Attend a special evening hosted by Mike Atherton

What is craft? We all used to know that it was about skill and material. Those in the crafts had real skills - apprenticeship-taught, finely-honed, painstaking knowledge in their fingertips. They had learnt enough about the materiality of clay or fibre or metal to be able to repeat themselves, to produce a set of spoons or a line of carved words that sat well in the hand or weren't wonky. Craft was about producing something well, or giving satisfaction, or respecting the world. It was difficult to be against it even if you didn't care for it: craft was benevolent and slightly beige. It carried with it the vague embarrassments of fervour, memories of overenthusiastic teachers at school.

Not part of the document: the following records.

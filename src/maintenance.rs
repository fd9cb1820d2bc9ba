// SPDX-License-Identifier: AGPL-3.0-or-later
// SPDX-FileCopyrightText: 2025 Jonathan D.A. Jewell
//! Registry maintenance - badges, star counts, test results and test candidates
//!
//! Badge and star batches skip a record when its external call fails and
//! carry on with the next one. Artifact ingestion is all-or-nothing: every
//! artifact is decoded before any result is stored, and one malformed file
//! fails the batch.

use crate::error::{ArtifactDecodeError, StoreError};
use crate::services::{BadgeService, RepoHost};
use crate::store::{FieldChange, RecordStore};
use crate::types::{Record, TestResult, Tier};
use anyhow::{Context, Result};
use std::fs;
use std::path::{Path, PathBuf};
use tracing::{debug, info, warn};
use walkdir::WalkDir;

/// Badge color for members whose standard tests pass (or have none)
pub const PASSING_COLOR: &str = "blueviolet";
/// Badge color for members with a failing standard test
pub const FAILING_COLOR: &str = "gray";

/// Outcome of a maintenance batch
#[derive(Debug, Clone, Default, PartialEq, Eq)]
pub struct BatchReport {
    /// Records (or artifacts) that were applied
    pub updated: usize,
    /// Urls of records that were skipped
    pub skipped: Vec<String>,
}

impl BatchReport {
    fn skip(&mut self, url: &str) {
        self.skipped.push(url.to_string());
    }
}

// =============================================================================
// Tier iteration
// =============================================================================

/// Records with the given tier, in store order
pub fn records_in_tier(records: &[Record], tier: Tier) -> impl Iterator<Item = &Record> {
    records.iter().filter(move |r| r.tier == tier)
}

/// Every tier in canonical order, paired with its records in store order
pub fn by_tier(records: &[Record]) -> impl Iterator<Item = (Tier, Vec<&Record>)> {
    Tier::ALL
        .into_iter()
        .map(move |tier| (tier, records_in_tier(records, tier).collect()))
}

// =============================================================================
// Badges
// =============================================================================

/// True unless some `standard` result failed. A later pass does not undo a failure.
#[must_use]
pub fn standard_tests_passed(record: &Record) -> bool {
    let mut passed = true;
    for result in &record.tests_results {
        if result.test_type == TestResult::STANDARD && !result.passed {
            passed = false;
        }
    }
    passed
}

/// Badge color for a record
#[must_use]
pub fn badge_color(record: &Record) -> &'static str {
    if standard_tests_passed(record) {
        PASSING_COLOR
    } else {
        FAILING_COLOR
    }
}

/// File name of a record's badge inside the badges directory
#[must_use]
pub fn badge_file_name(record: &Record) -> String {
    format!("{}.svg", record.name.replace(['/', '\\'], "-"))
}

/// Fetch a badge for every record and write it to `badges_dir`
pub fn update_badges(
    store: &impl RecordStore,
    badges: &impl BadgeService,
    badges_dir: &Path,
) -> Result<BatchReport> {
    let records = store.read_all().context("Failed to read registry")?;
    fs::create_dir_all(badges_dir)
        .with_context(|| format!("Failed to create directory {}", badges_dir.display()))?;

    let mut report = BatchReport::default();
    for (tier, members) in by_tier(&records) {
        for record in members {
            let color = badge_color(record);
            let svg = match badges.fetch(&record.name, tier.as_str(), color) {
                Ok(svg) => svg,
                Err(e) => {
                    warn!("Skipping badge for {}: {}", record.name, e);
                    report.skip(&record.url);
                    continue;
                }
            };

            let path = badges_dir.join(badge_file_name(record));
            fs::write(&path, svg).with_context(|| format!("Failed to write {}", path.display()))?;
            info!("Badge for {} has been updated.", record.name);
            report.updated += 1;
        }
    }

    Ok(report)
}

// =============================================================================
// Stars
// =============================================================================

/// `(owner, repo)` from the last two path segments of a repository url.
///
/// One trailing slash is ignored.
#[must_use]
pub fn owner_repo(url: &str) -> Option<(&str, &str)> {
    let trimmed = url.strip_suffix('/').unwrap_or(url);
    let mut segments = trimmed.rsplit('/');
    let repo = segments.next()?;
    let owner = segments.next()?;
    (!owner.is_empty() && !repo.is_empty()).then_some((owner, repo))
}

/// Refresh the star count of every record from the hosting platform
pub fn update_stars(store: &mut impl RecordStore, host: &impl RepoHost) -> Result<BatchReport> {
    let records = store.read_all().context("Failed to read registry")?;

    let mut report = BatchReport::default();
    for (_, members) in by_tier(&records) {
        for record in members {
            let Some((owner, repo)) = owner_repo(&record.url) else {
                warn!("Cannot derive owner/repo from {}", record.url);
                report.skip(&record.url);
                continue;
            };

            let stars = match host.repo_info(owner, repo) {
                Ok(info) => info.stars,
                Err(e) => {
                    warn!("Bad response for project {}: {}", record.url, e);
                    report.skip(&record.url);
                    continue;
                }
            };

            store
                .update(&record.url, &[FieldChange::Stars(stars)])
                .with_context(|| format!("Failed to store star count for {}", record.url))?;
            info!("Updating star count for {}: {}", record.url, stars);
            report.updated += 1;
        }
    }

    Ok(report)
}

// =============================================================================
// Test results
// =============================================================================

/// All `*.json` files under `root`, in path order
pub fn discover_artifacts(root: &Path) -> Result<Vec<PathBuf>, ArtifactDecodeError> {
    let mut paths = Vec::new();
    for entry in WalkDir::new(root).sort_by_file_name() {
        let entry = entry.map_err(|source| ArtifactDecodeError::Walk {
            path: root.to_path_buf(),
            source,
        })?;
        let is_json = entry.path().extension().is_some_and(|ext| ext == "json");
        if entry.file_type().is_file() && is_json {
            paths.push(entry.into_path());
        }
    }
    Ok(paths)
}

/// Decode one artifact into the record url it targets and its test result
pub fn decode_artifact(path: &Path) -> Result<(String, TestResult), ArtifactDecodeError> {
    let content = fs::read_to_string(path).map_err(|source| ArtifactDecodeError::Io {
        path: path.to_path_buf(),
        source,
    })?;
    let json = |source| ArtifactDecodeError::Json {
        path: path.to_path_buf(),
        source,
    };

    let value: serde_json::Value = serde_json::from_str(&content).map_err(json)?;
    let serde_json::Value::Object(mut fields) = value else {
        return Err(ArtifactDecodeError::NotAnObject {
            path: path.to_path_buf(),
        });
    };

    let repo_name = match fields.remove("repo_name") {
        Some(serde_json::Value::String(name)) if !name.is_empty() => name,
        _ => {
            return Err(ArtifactDecodeError::MissingRepoName {
                path: path.to_path_buf(),
            })
        }
    };
    fields.retain(|_, v| !v.is_null());

    let result: TestResult = serde_json::from_value(serde_json::Value::Object(fields)).map_err(json)?;
    Ok((format!("https://github.com/{repo_name}"), result))
}

/// Append the test result of every artifact under `root` to its record.
///
/// Artifacts for urls the registry does not know are skipped.
pub fn ingest_artifacts(store: &mut impl RecordStore, root: &Path) -> Result<BatchReport> {
    let paths = discover_artifacts(root)?;
    let decoded = paths
        .iter()
        .map(|path| decode_artifact(path))
        .collect::<Result<Vec<_>, _>>()?;
    debug!("Decoded {} artifacts under {}", decoded.len(), root.display());

    let mut report = BatchReport::default();
    for (url, result) in decoded {
        let test_type = result.test_type.clone();
        match store.append_test_result(&url, result) {
            Ok(()) => {
                info!("Added {} test result for {}", test_type, url);
                report.updated += 1;
            }
            Err(StoreError::UnknownRecord(_)) => {
                warn!("No registry record for {}, skipping its test result", url);
                report.skip(&url);
            }
            Err(e) => return Err(e).with_context(|| format!("Failed to store test result for {url}")),
        }
    }

    Ok(report)
}

// =============================================================================
// Test candidates
// =============================================================================

/// `owner/repo` from the fourth and fifth `/`-separated pieces of a url
#[must_use]
pub fn candidate_name(url: &str) -> Option<String> {
    let segments: Vec<&str> = url.split('/').collect();
    match (segments.get(3), segments.get(4)) {
        (Some(owner), Some(repo)) if !owner.is_empty() && !repo.is_empty() => {
            Some(format!("{owner}/{repo}"))
        }
        _ => None,
    }
}

/// `owner/repo` of every record that is not excluded from testing, in store order
#[must_use]
pub fn test_candidates(records: &[Record]) -> Vec<String> {
    records
        .iter()
        .filter(|r| !r.skip_tests)
        .filter_map(|r| {
            let name = candidate_name(&r.url);
            if name.is_none() {
                warn!("Cannot derive owner/repo from {}", r.url);
            }
            name
        })
        .collect()
}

The problem about this set of views of craft is that is simply out of date. People who would never dream of admitting to being ignorant of contemporary music or dance or fiction seem happy to allow themselves to know nothing of what has happened in craft, to feel that it is permissible not to look at or think about one whole section of the visual arts.

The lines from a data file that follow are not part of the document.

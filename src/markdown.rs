// SPDX-License-Identifier: AGPL-3.0-or-later
// SPDX-FileCopyrightText: 2025 Jonathan D.A. Jewell
//! Markdown normalization and section splitting for issue bodies

use comrak::nodes::{AstNode, NodeValue};
use comrak::{parse_document, Arena, Options};
use std::collections::BTreeMap;

/// Heading marker that starts a submission section
const SECTION_MARKER: &str = "### ";

/// A `### ` section of an issue body
#[derive(Debug, Clone, PartialEq, Eq)]
pub struct Section {
    /// Heading text
    pub title: String,
    /// Non-empty body lines, trimmed and joined with single spaces
    pub body: String,
}

/// Collapse formatting irregularities so section splitting sees one heading style.
///
/// Line endings become `\n`, trailing whitespace is dropped, every top-level
/// heading the CommonMark parser recognizes (ATX or setext) is rewritten as
/// `<hashes> <title>`, blank-line runs collapse to one, and the result has no
/// leading blank lines and exactly one trailing newline. Other lines keep
/// their source text.
#[must_use]
pub fn normalize(text: &str) -> String {
    let text = text.replace("\r\n", "\n").replace('\r', "\n");
    let headings = headings(&text);

    let mut lines: Vec<String> = Vec::new();
    let mut consumed_until = 0;
    for (index, raw) in text.lines().enumerate() {
        let number = index + 1;
        if number <= consumed_until {
            continue;
        }
        let line = match headings.get(&number) {
            Some(heading) => {
                consumed_until = heading.end_line;
                heading.render()
            }
            None => raw.trim_end().to_string(),
        };

        let blank = line.is_empty();
        if blank && lines.last().map_or(true, String::is_empty) {
            continue;
        }
        lines.push(line);
    }
    while lines.last().is_some_and(String::is_empty) {
        lines.pop();
    }

    if lines.is_empty() {
        return String::new();
    }
    let mut out = lines.join("\n");
    out.push('\n');
    out
}

/// A heading found by the parser, with the source lines it spans
#[derive(Debug)]
struct Heading {
    level: u8,
    title: String,
    end_line: usize,
}

impl Heading {
    fn render(&self) -> String {
        let hashes = "#".repeat(usize::from(self.level));
        if self.title.is_empty() {
            hashes
        } else {
            format!("{hashes} {}", self.title)
        }
    }
}

/// Top-level headings keyed by their 1-based start line
fn headings(text: &str) -> BTreeMap<usize, Heading> {
    let arena = Arena::new();
    let root = parse_document(&arena, text, &Options::default());

    let mut headings = BTreeMap::new();
    for node in root.children() {
        let ast = node.data.borrow();
        let NodeValue::Heading(ref heading) = ast.value else {
            continue;
        };
        headings.insert(
            ast.sourcepos.start.line,
            Heading {
                level: heading.level,
                title: inline_text(node),
                end_line: ast.sourcepos.end.line,
            },
        );
    }
    headings
}

/// Plain text of a node's inline content, line breaks read as spaces
fn inline_text<'a>(node: &'a AstNode<'a>) -> String {
    let mut text = String::new();
    for descendant in node.descendants() {
        match &descendant.data.borrow().value {
            NodeValue::Text(literal) => text.push_str(literal),
            NodeValue::Code(code) => text.push_str(&code.literal),
            NodeValue::SoftBreak | NodeValue::LineBreak => text.push(' '),
            _ => {}
        }
    }
    text.trim().to_string()
}

/// Split a normalized document into `### ` sections.
///
/// Text before the first heading is dropped. A section without body lines
/// gets an empty body.
#[must_use]
pub fn split_sections(document: &str) -> Vec<Section> {
    let mut sections = Vec::new();
    let mut current: Option<(String, Vec<&str>)> = None;

    for line in document.lines() {
        if let Some(title) = line.strip_prefix(SECTION_MARKER) {
            if let Some((title, body)) = current.take() {
                sections.push(finish(title, &body));
            }
            current = Some((title.trim().to_string(), Vec::new()));
        } else if let Some((_, body)) = current.as_mut() {
            let trimmed = line.trim();
            if !trimmed.is_empty() {
                body.push(trimmed);
            }
        }
    }
    if let Some((title, body)) = current {
        sections.push(finish(title, &body));
    }

    sections
}

fn finish(title: String, body: &[&str]) -> Section {
    Section {
        title,
        body: body.join(" "),
    }
}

This is partly because of the policing of the boundaries between art and craft. As always, those who care about boundaries seem anxious to prevent cross-border activity. For most art critics, craft is below the salt. Why? Well, craft is a useful foil - it can be seen as old-fashioned, a redoubt against the conceptual. And for some in the crafts, contemporary art seems to be a skill-free arena of aerated play. This view is usually coupled with jealousy - the art-world seems to be a sweet shop of collectors and critics and curators against which to press your aspirational nose.

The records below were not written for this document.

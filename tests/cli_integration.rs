// SPDX-License-Identifier: AGPL-3.0-or-later
// SPDX-FileCopyrightText: 2025 Jonathan D.A. Jewell
//! Integration tests for the ecosystem CLI commands

use assert_cmd::Command;
use predicates::prelude::*;
use std::fs;
use std::path::Path;
use tempfile::TempDir;

const TEMPLATE: &str = include_str!("../.github/ISSUE_TEMPLATE/submission.yml");

const ISSUE: &str = "\
### Name

Foo

### Repository

https://github.com/x/foo

### Description

Does foo

### Licence

Apache 2.0

### Contact details

_No response_

### Alternatives

_No response_

### Affiliations

Foo Labs

### Labels

quantum, tooling

### Website

_No response_
";

/// Project root with the submission template in place
fn setup_root() -> TempDir {
    let root = TempDir::new().unwrap();
    let template_dir = root.path().join(".github/ISSUE_TEMPLATE");
    fs::create_dir_all(&template_dir).unwrap();
    fs::write(template_dir.join("submission.yml"), TEMPLATE).unwrap();
    root
}

/// Command for the ecosystem binary running against `root`
fn ecosystem(root: &Path) -> Command {
    let mut cmd = Command::cargo_bin("ecosystem").unwrap();
    cmd.arg("--root")
        .arg(root)
        .env_remove("GITHUB_OUTPUT")
        .env_remove("ECOSYSTEM_CONFIG")
        .env_remove("NO_COLOR")
        .arg("--no-color");
    cmd
}

/// Parse `$GITHUB_OUTPUT` heredoc entries the way the Actions runner does
fn read_github_output(text: &str) -> Vec<(String, String)> {
    let mut outputs = Vec::new();
    let mut lines = text.lines();
    while let Some(header) = lines.next() {
        let (key, delimiter) = header.split_once("<<").unwrap();
        let value: Vec<&str> = lines.by_ref().take_while(|line| *line != delimiter).collect();
        outputs.push((key.to_string(), value.join("\n")));
    }
    outputs
}

fn add(root: &Path, name: &str, url: &str) {
    ecosystem(root)
        .args(["add", "--name", name, "--url", url])
        .assert()
        .success();
}

#[test]
fn test_parse_issue_prints_outputs() {
    let root = setup_root();

    ecosystem(root.path())
        .args(["parse-issue", "--body", ISSUE])
        .assert()
        .success()
        .stdout(predicate::str::contains("SUBMISSION_NAME=Foo\n"))
        .stdout(predicate::str::contains("SUBMISSION_REPO=https://github.com/x/foo\n"))
        .stdout(predicate::str::contains("SUBMISSION_CONTACT=\n"))
        .stdout(predicate::str::contains("SUBMISSION_AFFILIATIONS=Foo Labs\n"))
        .stdout(predicate::str::contains("SUBMISSION_LABELS=quantum,tooling\n"));
}

#[test]
fn test_parse_issue_writes_github_output() {
    let root = setup_root();
    let output_file = root.path().join("github_output");

    ecosystem(root.path())
        .env("GITHUB_OUTPUT", &output_file)
        .args(["parse-issue", "--body", ISSUE])
        .assert()
        .success();

    let written = fs::read_to_string(&output_file).unwrap();
    let outputs = read_github_output(&written);
    assert_eq!(outputs[0], ("SUBMISSION_NAME".to_string(), "Foo".to_string()));
    assert_eq!(outputs[7], ("SUBMISSION_LABELS".to_string(), "quantum,tooling".to_string()));
    assert_eq!(outputs.len(), 9);
}

#[test]
fn test_parse_issue_github_output_survives_delimiter_in_body() {
    let root = setup_root();
    let output_file = root.path().join("github_output");
    let body = ISSUE.replace("Does foo", "ECOSYSTEM_SUBMISSION_EOF");

    ecosystem(root.path())
        .env("GITHUB_OUTPUT", &output_file)
        .args(["parse-issue", "--body", &body])
        .assert()
        .success();

    let outputs = read_github_output(&fs::read_to_string(&output_file).unwrap());
    assert_eq!(outputs.len(), 9);
    assert_eq!(
        outputs[2],
        ("SUBMISSION_DESCRIPTION".to_string(), "ECOSYSTEM_SUBMISSION_EOF".to_string())
    );
    assert_eq!(outputs[3], ("SUBMISSION_LICENCE".to_string(), "Apache 2.0".to_string()));
}

#[test]
fn test_parse_issue_json() {
    let root = setup_root();
    let body_file = root.path().join("issue.md");
    fs::write(&body_file, ISSUE).unwrap();

    let output = ecosystem(root.path())
        .args(["--json", "parse-issue", "--body-file"])
        .arg(&body_file)
        .output()
        .unwrap();
    assert!(output.status.success());

    let record: serde_json::Value = serde_json::from_slice(&output.stdout).unwrap();
    assert_eq!(record["name"], "Foo");
    assert_eq!(record["tier"], "Community");
    assert_eq!(record["labels"], serde_json::json!(["quantum", "tooling"]));
    assert!(record.get("contact_info").is_none());
}

#[test]
fn test_parse_issue_rejects_unknown_section() {
    let root = setup_root();
    let body = format!("{ISSUE}\n### Favourite colour\n\nblue\n");

    ecosystem(root.path())
        .args(["parse-issue", "--body", &body])
        .assert()
        .failure()
        .stderr(predicate::str::contains("unknown section 'Favourite colour'"));
}

#[test]
fn test_parse_issue_without_template_fails() {
    let root = TempDir::new().unwrap();

    ecosystem(root.path())
        .args(["parse-issue", "--body", ISSUE])
        .assert()
        .failure()
        .stderr(predicate::str::contains("failed to read issue template"));
}

#[test]
fn test_add_from_issue_then_list_candidates() {
    let root = setup_root();

    ecosystem(root.path())
        .args(["add-from-issue", "--body", ISSUE])
        .assert()
        .success()
        .stdout(predicate::str::contains("Added https://github.com/x/foo"));
    add(root.path(), "Bar", "https://github.com/y/bar/");

    let output = ecosystem(root.path()).arg("list-candidates").output().unwrap();
    assert!(output.status.success());
    let stdout = String::from_utf8(output.stdout).unwrap();
    insta::assert_snapshot!(stdout.trim(), @r#"["x/foo","y/bar"]"#);
}

#[test]
fn test_set_tier_and_recompile() {
    let root = setup_root();
    add(root.path(), "Foo", "https://github.com/x/foo");
    add(root.path(), "Bar", "https://github.com/y/bar");

    ecosystem(root.path())
        .args(["set-tier", "https://github.com/y/bar", "Main"])
        .assert()
        .success()
        .stdout(predicate::str::contains("is now Main"));

    ecosystem(root.path())
        .args(["set-tier", "https://github.com/y/bar", "Gold"])
        .assert()
        .failure()
        .stderr(predicate::str::contains("unknown tier 'Gold'"));

    ecosystem(root.path())
        .args(["set-tier", "https://github.com/nobody/nothing", "Main"])
        .assert()
        .failure()
        .stderr(predicate::str::contains("no record with url"));

    ecosystem(root.path()).arg("recompile").assert().success();

    let snapshot = fs::read_to_string(root.path().join("ecosystem/resources/members.json")).unwrap();
    let records: Vec<serde_json::Value> = serde_json::from_str(&snapshot).unwrap();
    assert_eq!(records.len(), 2);
    assert_eq!(records[0]["name"], "Bar");
    assert_eq!(records[0]["tier"], "Main");
    assert_eq!(records[1]["name"], "Foo");
}

#[test]
fn test_list_groups_by_tier() {
    let root = setup_root();
    add(root.path(), "Foo", "https://github.com/x/foo");
    ecosystem(root.path())
        .args(["add", "--name", "Bar", "--url", "https://github.com/y/bar", "--tier", "Main"])
        .assert()
        .success();

    let output = ecosystem(root.path()).arg("list").output().unwrap();
    assert!(output.status.success());
    let stdout = String::from_utf8(output.stdout).unwrap();

    let main = stdout.find("Main (1)").unwrap();
    let community = stdout.find("Community (1)").unwrap();
    assert!(main < community);
    assert!(!stdout.contains("Member ("));
}

#[test]
fn test_ingest_results() {
    let root = setup_root();
    add(root.path(), "Foo", "https://github.com/x/foo");
    let artifacts = root.path().join("artifacts/run-1");
    fs::create_dir_all(&artifacts).unwrap();
    fs::write(
        artifacts.join("foo.json"),
        r#"{"repo_name": "x/foo", "test_type": "standard", "passed": false, "logs_link": "https://ci.example.com/1"}"#,
    )
    .unwrap();

    ecosystem(root.path())
        .arg("ingest-results")
        .assert()
        .success()
        .stdout(predicate::str::contains("1 updated"));

    let output = ecosystem(root.path()).args(["--json", "list"]).output().unwrap();
    let records: Vec<serde_json::Value> = serde_json::from_slice(&output.stdout).unwrap();
    assert_eq!(records[0]["tests_results"][0]["passed"], false);
    assert_eq!(records[0]["tests_results"][0]["logs_link"], "https://ci.example.com/1");
}

#[test]
fn test_ingest_results_malformed_artifact_fails() {
    let root = setup_root();
    add(root.path(), "Foo", "https://github.com/x/foo");
    let artifacts = root.path().join("artifacts");
    fs::create_dir_all(&artifacts).unwrap();
    fs::write(artifacts.join("foo.json"), r#"{"test_type": "standard", "passed": true}"#).unwrap();

    ecosystem(root.path())
        .args(["ingest-results", "--path"])
        .arg(&artifacts)
        .assert()
        .failure()
        .stderr(predicate::str::contains("has no repo_name"));
}

#[test]
fn test_completions() {
    let root = TempDir::new().unwrap();

    ecosystem(root.path())
        .args(["completions", "bash"])
        .assert()
        .success()
        .stdout(predicate::str::contains("ecosystem"));
}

There has been a long decade of soul-searching, report-writing and conference-giving in the crafts. This has led to the usual set of ghastly neologisms (anyone for “craft art”, “sculptor in clay” or, God help us, “material-specific auteur”? ).
For a good part of the 1990s I told anyone who would listen that if the crafts could write about themselves with interest and conviction then people would be won over. For your information this strategy doesn't work.
What is true is that there has been radical change, not in the word about craft but in craft itself. Craft occupies a different kind of space. There are makers (this is the self-descriptor of choice of potters and weavers and should be used at dinner parties) who have a different sense of scale and ambition. It is enlivening to see makers who interpret and curate. You can find makers who use more than one kind of material or who use their skills not as a theatrical display of achievement (how did they do that, how long did that take?), but as the lyrical embodying of ideas.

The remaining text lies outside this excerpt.